During this year of transition, the research work at the Child Amputee Prosthetics Project has continued, although with some delay. Following is a resume of the status of previously reported studies as well as some new research endeavors.

  1. Terminal Device. The new design has been finalized. It will incorporate our principles of: light weight, better cosmesis, improved holding and/or frictional surface and center-pull cable operation. With the grant from the Children's Bureau, we are in the process of having an injection mold made for production of a limited number of models for field testing. Two types will be produced. Both will be the same length as a Dorrance 10X hook but with the opening of a 99X hook. One will be passive and the other will be active.

  2. All-Plastic Wrist Unit. The unit has been re-designed to provide a 360-degree friction contact. This item also is to be produced for field testing.

  3. Unitized Infant Below-Elbow Prosthesis . Three more infants have been fitted with this unit, making a total of nine.
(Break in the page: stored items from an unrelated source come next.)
// SPDX-License-Identifier: MPL-2.0
//! Core notification data structures.
//!
//! This module defines the identifiers, enums and configuration types shared
//! by every part of the notification system. A [`NotifyOptions`] is what
//! callers hand to the manager; it is merged over the process defaults into
//! an immutable [`NotificationConfig`] at submission time.

use super::position::{Position, PositionSpec};
use crate::config::defaults::{MAX_MAX_COUNT, MIN_MAX_COUNT};
use crate::config::NotificationDefaults;
use serde::{Deserialize, Serialize};
use std::fmt;
use std::rc::Rc;
use std::time::Duration;

/// Unique identifier for a notification.
///
/// Ids are handed out by a single manager in strictly increasing order and
/// never reused for the lifetime of that manager.
#[derive(Debug, Clone, Copy, PartialEq, Eq, Hash, PartialOrd, Ord)]
pub struct NotificationId(u64);

impl NotificationId {
    pub(crate) fn from_raw(raw: u64) -> Self {
        Self(raw)
    }

    /// Returns the raw numeric value.
    #[must_use]
    pub fn get(self) -> u64 {
        self.0
    }
}

impl fmt::Display for NotificationId {
    fn fmt(&self, f: &mut fmt::Formatter<'_>) -> fmt::Result {
        write!(f, "#{}", self.0)
    }
}

/// Severity level determines the accent color and icon.
#[derive(Debug, Clone, Copy, PartialEq, Eq, Default, Serialize, Deserialize)]
#[serde(rename_all = "kebab-case")]
pub enum Severity {
    /// Operation completed successfully.
    Success,
    /// Informational message.
    #[default]
    Info,
    /// Warning that doesn't block operation.
    Warning,
    /// Error requiring attention.
    Error,
}

/// Visual size of a toast card.
#[derive(Debug, Clone, Copy, PartialEq, Eq, Default, Serialize, Deserialize)]
#[serde(rename_all = "kebab-case")]
pub enum Size {
    Small,
    #[default]
    Medium,
    Large,
}

/// Admission priority.
///
/// Only two tiers are operational: `High` mounts synchronously and bypasses
/// the admission queue, while `Low` and `Normal` queue identically.
#[derive(Debug, Clone, Copy, PartialEq, Eq, Default, Serialize, Deserialize)]
#[serde(rename_all = "kebab-case")]
pub enum Priority {
    Low,
    #[default]
    Normal,
    High,
}

impl Priority {
    /// Returns whether notifications of this priority skip the admission queue.
    #[must_use]
    pub fn bypasses_queue(self) -> bool {
        matches!(self, Priority::High)
    }
}

/// Maximum number of live notifications a container keeps.
///
/// This newtype enforces validity at the type level: values are clamped to
/// the `MIN_MAX_COUNT..=MAX_MAX_COUNT` range.
///
/// # Example
///
/// ```
/// use iced_toasts::notifications::MaxCount;
///
/// assert_eq!(MaxCount::new(3).value(), 3);
/// assert_eq!(MaxCount::new(0).value(), 1); // Clamped to min
/// ```
#[derive(Debug, Clone, Copy, PartialEq, Eq, PartialOrd, Ord, Serialize, Deserialize)]
#[serde(from = "usize", into = "usize")]
pub struct MaxCount(usize);

impl MaxCount {
    /// Creates a new max-count, clamping to the valid range.
    #[must_use]
    pub fn new(value: usize) -> Self {
        Self(value.clamp(MIN_MAX_COUNT, MAX_MAX_COUNT))
    }

    #[must_use]
    pub fn value(self) -> usize {
        self.0
    }
}

impl Default for MaxCount {
    fn default() -> Self {
        Self(crate::config::defaults::DEFAULT_MAX_COUNT)
    }
}

impl From<usize> for MaxCount {
    fn from(value: usize) -> Self {
        Self::new(value)
    }
}

impl From<MaxCount> for usize {
    fn from(value: MaxCount) -> Self {
        value.0
    }
}

/// A caller-supplied hook invoked with the id of the notification it belongs to.
#[derive(Clone)]
pub struct Callback(Rc<dyn Fn(NotificationId)>);

impl Callback {
    pub fn new(f: impl Fn(NotificationId) + 'static) -> Self {
        Self(Rc::new(f))
    }

    pub(crate) fn call(&self, id: NotificationId) {
        (self.0)(id);
    }
}

impl fmt::Debug for Callback {
    fn fmt(&self, f: &mut fmt::Formatter<'_>) -> fmt::Result {
        f.write_str("Callback(..)")
    }
}

/// An inline action button shown on the toast.
#[derive(Debug, Clone)]
pub struct Action {
    pub label: String,
    pub callback: Callback,
}

impl Action {
    pub fn new(label: impl Into<String>, callback: impl Fn(NotificationId) + 'static) -> Self {
        Self {
            label: label.into(),
            callback: Callback::new(callback),
        }
    }
}

/// Fully resolved configuration of one notification.
///
/// Built once by merging [`NotifyOptions`] over [`NotificationDefaults`];
/// never modified after submission.
#[derive(Debug, Clone)]
pub struct NotificationConfig {
    pub text: String,
    pub description: Option<String>,
    pub kind: Severity,
    /// Auto-dismiss countdown in milliseconds. Zero or negative disables it.
    pub duration_ms: i64,
    pub position: Position,
    pub closable: bool,
    pub size: Size,
    pub show_icon: bool,
    pub bordered: bool,
    pub rounded: bool,
    pub max_count: MaxCount,
    pub pause_on_hover: bool,
    pub show_progress: bool,
    pub action: Option<Action>,
    /// Disables auto-dismiss and the progress bar regardless of duration.
    pub persistent: bool,
    pub priority: Priority,
    pub on_close: Option<Callback>,
}

impl NotificationConfig {
    /// Merges `options` over `defaults`.
    ///
    /// Unknown position names fall back to the default position with a warning.
    pub fn resolve(options: NotifyOptions, defaults: &NotificationDefaults) -> Self {
        let position = options
            .position
            .map_or(defaults.position, |spec| spec.resolve(defaults.position));

        Self {
            text: options.text.unwrap_or_default(),
            description: options.description,
            kind: options.kind.unwrap_or(defaults.kind),
            duration_ms: options.duration_ms.unwrap_or(defaults.duration_ms),
            position,
            closable: options.closable.unwrap_or(defaults.closable),
            size: options.size.unwrap_or(defaults.size),
            show_icon: options.show_icon.unwrap_or(defaults.show_icon),
            bordered: options.bordered.unwrap_or(defaults.bordered),
            rounded: options.rounded.unwrap_or(defaults.rounded),
            max_count: options.max_count.unwrap_or(defaults.max_count),
            pause_on_hover: options.pause_on_hover.unwrap_or(defaults.pause_on_hover),
            show_progress: options.show_progress.unwrap_or(defaults.show_progress),
            action: options.action,
            persistent: options.persistent.unwrap_or(defaults.persistent),
            priority: options.priority.unwrap_or(defaults.priority),
            on_close: options.on_close,
        }
    }

    /// Returns the auto-dismiss countdown, or `None` when the notification
    /// only leaves through an explicit dismissal or eviction.
    #[must_use]
    pub fn auto_dismiss(&self) -> Option<Duration> {
        if self.persistent || self.duration_ms <= 0 {
            return None;
        }
        u64::try_from(self.duration_ms)
            .ok()
            .map(Duration::from_millis)
    }

    /// Returns whether a progress bar should be drawn.
    #[must_use]
    pub fn shows_progress(&self) -> bool {
        self.show_progress && self.auto_dismiss().is_some()
    }

    /// Returns whether hovering freezes the countdown.
    #[must_use]
    pub fn pauses_on_hover(&self) -> bool {
        self.pause_on_hover && self.auto_dismiss().is_some()
    }
}

/// Partial configuration accepted by `notify` and `configure`.
///
/// Every field left at `None` is taken from the process defaults.
///
/// ```
/// use iced_toasts::notifications::{NotifyOptions, Position, Severity};
///
/// let options = NotifyOptions::text("Saved")
///     .kind(Severity::Success)
///     .position(Position::BottomLeft)
///     .duration_ms(1500);
/// assert_eq!(options.duration_ms, Some(1500));
/// ```
#[derive(Debug, Clone, Default)]
pub struct NotifyOptions {
    pub text: Option<String>,
    pub description: Option<String>,
    pub kind: Option<Severity>,
    pub duration_ms: Option<i64>,
    pub position: Option<PositionSpec>,
    pub closable: Option<bool>,
    pub size: Option<Size>,
    pub show_icon: Option<bool>,
    pub bordered: Option<bool>,
    pub rounded: Option<bool>,
    pub max_count: Option<MaxCount>,
    pub pause_on_hover: Option<bool>,
    pub show_progress: Option<bool>,
    pub action: Option<Action>,
    pub persistent: Option<bool>,
    pub priority: Option<Priority>,
    pub on_close: Option<Callback>,
}

impl NotifyOptions {
    /// Starts a set of options with the given message text.
    pub fn text(text: impl Into<String>) -> Self {
        Self {
            text: Some(text.into()),
            ..Self::default()
        }
    }

    #[must_use]
    pub fn description(mut self, description: impl Into<String>) -> Self {
        self.description = Some(description.into());
        self
    }

    #[must_use]
    pub fn kind(mut self, kind: Severity) -> Self {
        self.kind = Some(kind);
        self
    }

    #[must_use]
    pub fn duration_ms(mut self, duration_ms: i64) -> Self {
        self.duration_ms = Some(duration_ms);
        self
    }

    /// Sets the anchor, either as a [`Position`] or by name (`"bottom-left"`).
    #[must_use]
    pub fn position(mut self, position: impl Into<PositionSpec>) -> Self {
        self.position = Some(position.into());
        self
    }

    #[must_use]
    pub fn closable(mut self, closable: bool) -> Self {
        self.closable = Some(closable);
        self
    }

    #[must_use]
    pub fn size(mut self, size: Size) -> Self {
        self.size = Some(size);
        self
    }

    #[must_use]
    pub fn show_icon(mut self, show_icon: bool) -> Self {
        self.show_icon = Some(show_icon);
        self
    }

    #[must_use]
    pub fn bordered(mut self, bordered: bool) -> Self {
        self.bordered = Some(bordered);
        self
    }

    #[must_use]
    pub fn rounded(mut self, rounded: bool) -> Self {
        self.rounded = Some(rounded);
        self
    }

    #[must_use]
    pub fn max_count(mut self, max_count: usize) -> Self {
        self.max_count = Some(MaxCount::new(max_count));
        self
    }

    #[must_use]
    pub fn pause_on_hover(mut self, pause_on_hover: bool) -> Self {
        self.pause_on_hover = Some(pause_on_hover);
        self
    }

    #[must_use]
    pub fn show_progress(mut self, show_progress: bool) -> Self {
        self.show_progress = Some(show_progress);
        self
    }

    #[must_use]
    pub fn action(
        mut self,
        label: impl Into<String>,
        callback: impl Fn(NotificationId) + 'static,
    ) -> Self {
        self.action = Some(Action::new(label, callback));
        self
    }

    #[must_use]
    pub fn persistent(mut self, persistent: bool) -> Self {
        self.persistent = Some(persistent);
        self
    }

    #[must_use]
    pub fn priority(mut self, priority: Priority) -> Self {
        self.priority = Some(priority);
        self
    }

    /// Registers a hook fired once, after the notification has been removed.
    #[must_use]
    pub fn on_close(mut self, callback: impl Fn(NotificationId) + 'static) -> Self {
        self.on_close = Some(Callback::new(callback));
        self
    }
}

impl From<&str> for NotifyOptions {
    fn from(text: &str) -> Self {
        Self::text(text)
    }
}

impl From<String> for NotifyOptions {
    fn from(text: String) -> Self {
        Self::text(text)
    }
}

#[cfg(test)]
mod tests {
    use super::*;
    use std::cell::Cell;

    #[test]
    fn persistent_disables_auto_dismiss_and_progress() {
        let defaults = NotificationDefaults::default();
        let config = NotificationConfig::resolve(
            NotifyOptions::text("x")
                .duration_ms(5000)
                .show_progress(true)
                .persistent(true),
            &defaults,
        );
        assert!(config.auto_dismiss().is_none());
        assert!(!config.shows_progress());
        assert!(!config.pauses_on_hover());
    }

    #[test]
    fn non_positive_duration_disables_auto_dismiss() {
        let defaults = NotificationDefaults::default();
        for duration in [0, -1, -5000] {
            let config =
                NotificationConfig::resolve(NotifyOptions::text("x").duration_ms(duration), &defaults);
            assert!(config.auto_dismiss().is_none(), "duration {duration}");
        }
    }

    #[test]
    fn resolve_takes_unset_fields_from_defaults() {
        let defaults = NotificationDefaults {
            kind: Severity::Warning,
            position: Position::Bottom,
            duration_ms: 1234,
            ..NotificationDefaults::default()
        };
        let config = NotificationConfig::resolve(NotifyOptions::text("hello"), &defaults);

        assert_eq!(config.text, "hello");
        assert_eq!(config.kind, Severity::Warning);
        assert_eq!(config.position, Position::Bottom);
        assert_eq!(config.auto_dismiss(), Some(Duration::from_millis(1234)));
    }

    #[test]
    fn unknown_position_name_falls_back_to_default() {
        let defaults = NotificationDefaults {
            position: Position::BottomLeft,
            ..NotificationDefaults::default()
        };
        let config =
            NotificationConfig::resolve(NotifyOptions::text("x").position("middle-ish"), &defaults);
        assert_eq!(config.position, Position::BottomLeft);
    }

    #[test]
    fn max_count_is_clamped() {
        assert_eq!(MaxCount::new(0).value(), MIN_MAX_COUNT);
        assert_eq!(MaxCount::new(10_000).value(), MAX_MAX_COUNT);
        assert_eq!(NotifyOptions::default().max_count(0).max_count, Some(MaxCount::new(1)));
    }

    #[test]
    fn only_high_priority_bypasses_queue() {
        assert!(Priority::High.bypasses_queue());
        assert!(!Priority::Normal.bypasses_queue());
        assert!(!Priority::Low.bypasses_queue());
    }

    #[test]
    fn callback_receives_notification_id() {
        let seen = Rc::new(Cell::new(0));
        let sink = Rc::clone(&seen);
        let callback = Callback::new(move |id| sink.set(id.get()));

        callback.call(NotificationId::from_raw(7));
        assert_eq!(seen.get(), 7);
    }

    #[test]
    fn strings_convert_into_text_options() {
        let from_str: NotifyOptions = "saved".into();
        let from_string: NotifyOptions = String::from("saved").into();
        assert_eq!(from_str.text.as_deref(), Some("saved"));
        assert_eq!(from_string.text.as_deref(), Some("saved"));
    }
}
The three latest prostheses were fabricated by one of our clinical prosthetists rather than by the designer and revealed some problems in wrap-taking and harness fabrication. Improvement in instructional information corrected these problems. A report for publication covering the problems our clinic has noted with the standard below-elbow prosthesis, our design criteria for the new units, and a description of the components which were designed, together with a preliminary evaluation, has been prepared. If indicated, additional fittings and modifications will be made during the coming year.

  4. Statistical Survey of the Incidence of Limb-Deficient Newborn. This pilot study involved reviewing the records of thirteen hospitals in the northwest area of Los Angeles. The period from 1947 to 1966 was covered and the number of limbdeficient newborn for each year was compared to the total number of live births for each year in each individual hospital. An aggregate of 448,343 live births had occurred during the study years at these hospitals. Pilot study findings were: (a) The frequency of limb-deficient births in Los Angeles was approximately 1:2,000. (b) Neither an increasing nor a decreasing frequency was observed. The paucity of cases in 1952 and 1960 led to many hypotheses of etiology. (c) A marked seasonal distribution of skeletal deficiencies among live births was observed, a finding confirmed by the reports of other investigators. An application for a grant to pursue the study on a larger scale and in greater depth has been submitted. The Child Amputee Prosthetics Project can no longer finance the study.

  5. Electric Cart. This device is now ready for production for field testing. Some minor changes are being made by Mr. Carl Sumida on the frame, seat platform and drive mechanism. The basic principles of easy operation, light weight, and easy maintenance are still being followed. (For more details see 1965 Annual Report.)

  6. Unitized Above-Elbow Unit. This unit is being completely revised. The principle will be the same. It appears now that the elbow joint can also be used as a simple shoulder joint with the motions available passively to include flexion, extension, abduction and adduction. The problem encountered at the moment is the gauntlet for the unit. We are looking for a plastic, cosmetic material that can cover the elbow joint and yet provide elasticity to allow full motion without binding.

  7. Harness Clip. This unit has been produced in small numbers and is being fitted on several of our patients. On upper-extremity amputees it has been used for a bilateral , shoulder-disarticulation prosthesis. The anterior chest strap is attached to the sockets by these clips instead of snaps. The patient is now able to don and remove the prosthesis independently. On lower-extremity amputees the clips are used with the Silesian bandage because snaps needed replacement frequently, and with some of our patients it was as often as once every two months. Except for incorrectly made clips, wear and maintenance have been minimal.

  8. Two-Position Post. No additional work has been done inasmuch as a six-month test period on six children revealed a great many areas requiring improvement and change in design. The idea of a two-position post appealed to all who wore them, but both sizes of openings were too large, the positioning mechanism required frequent repair, the shape and length of projections gave no opposition to the ulnar area making grasp of small objects from a surface difficult. The bracelet design did not provide stability with comfort. Straps were required and frequent adjustments were needed. Since the basic concept of this prosthetic device is desirable, further design and development will be done in the future.